Watched it happen.  One of our experienced operators heard a high sounding 
screech come from a 2314 disk drive.  He spun-down two drives, moved the bad 
drive to the working drive, and tried again.  Ended up literally scratching 3 
of our 5 2314 drives.  Nice long curved scar on the top surface, had no idea of 
the total damage.  We were a VM shop using the 2314 for 1401 emulation only, 
sure wish I had known about VM/Magic or other disk emulators (or had the talent 
to translate CCW's under VM).

-----Original Message-----
From: IBM Mainframe Discussion List <IBM-MAIN@LISTSERV.UA.EDU> On Behalf Of 
Jesse 1 Robinson
Sent: Saturday, 13 April, 2019 12:19
To: IBM-MAIN@LISTSERV.UA.EDU
Subject: Re: Incoming | Computerworld SHARK TANK

Legendary--possibly apocryphal--story of the of the 3330 pack that got warped 
enough to ruin heads but did not itself disintegrate. Over zealous operator 
moved the pack from one drive to another looking for an operable one. Until 
they were all dead. True or not, nobody misses those days.

.
.
J.O.Skip Robinson
Southern California Edison Company
Electric Dragon Team Paddler
SHARE MVS Program Co-Manager
323-715-0595 Mobile
626-543-6132 Office ⇐=== NEW
robin...@sce.com

-----Original Message-----
From: IBM Mainframe Discussion List <IBM-MAIN@LISTSERV.UA.EDU> On Behalf Of Tom 
Brennan
Sent: Saturday, April 13, 2019 10:27 AM
To: IBM-MAIN@LISTSERV.UA.EDU
Subject: (External):Re: Incoming | Computerworld SHARK TANK

Interesting story!  The only time I've actually seen a head crash was on an old 
3330 where I had just popped in a RES pack.  I walked over to the hardware 
console to IPL - the old 3270 where you had to type L1/A2 or whatever those 
commands were.  The hardware console told me I had an I/O error, and there was 
a red light on the device.  I pushed the button to open the 3330 drawer and 
there were bits of disk head all over the inside.
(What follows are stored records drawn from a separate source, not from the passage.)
//! # Wordle Entropy
//!
//! Solves fixed-length word puzzles by choosing, every turn, the guess with the highest
//! expected information gain over the words that are still possible.
//!
//! The pieces build on each other: [`feedback`] computes the code a guess receives against
//! a solution, [`entropy`] turns the spread of those codes into a score in bits,
//! [`ranker`] orders guesses by that score, and [`solver`] runs the guess / observe /
//! eliminate loop.

pub mod dictionary;
pub mod entropy;
pub mod error;
pub mod feedback;
pub mod ranker;
pub mod render;
pub mod solver;
pub mod word;

pub use error::{Result, WordleError};
pub use feedback::{decode, encode, Feedback, FeedbackCode};
pub use ranker::{rank, GuessAnalysis};
pub use solver::{solve, EliminationLoop, Exhaustion, Outcome, Round, SolverConfig};
pub use word::{CandidateSet, Word};

/// Word length of the standard puzzle
pub const WORD_LENGTH: usize = 5;

/// Longest supported word; keeps every feedback code inside a `u32`.
pub const MAX_WORD_LENGTH: usize = 20;

/// Number of letters words may be built from
pub const ALPHABET_SIZE: usize = 26;

pub const DEFAULT_MAX_ATTEMPTS: usize = 9;

/// How many words from the front of the list are ranked to pick an opening guess
pub const DEFAULT_RANKING_SAMPLE: usize = 200;

pub const DEFAULT_TOP: usize = 15;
On 4/13/2019 9:16 AM, Gabe Goldberg wrote:
> Many years ago I had friends in old DEC building in Maynard, MA. They 
> had story of periodic head crashes on monster disk drives with 
> vertically spinning platters. They realized cause: trucks backing into 
> loading dock hitting and shaking the building -- since platters were 
> oriented perpendicular to truck motion. Solution: turn drives 90 
> degrees to align platters with truck motion. At worst, I/O errors but 
> no head crashes (I guess heads flew much higher than on today's 
> devices). I'll ask veterans I know of that time/place to confirm...
> 
> ITschak Mugzach<imugz...@gmail.com> said:
> 
> That reminds me another story. ten years ago a client of us installed 
> a new hitachi disk array. The technician installed and configured the 
> array, but for some reasons, it was not immediately used by the 
> client. few days later, the client tried to connect to the array and 
> it was down. it was repeatedly don everyday afterwards. investigation 
> showed that the the people who cleans the computer room unplugged the 
> power for the vacuum cleaner... The array was using a standard power plug.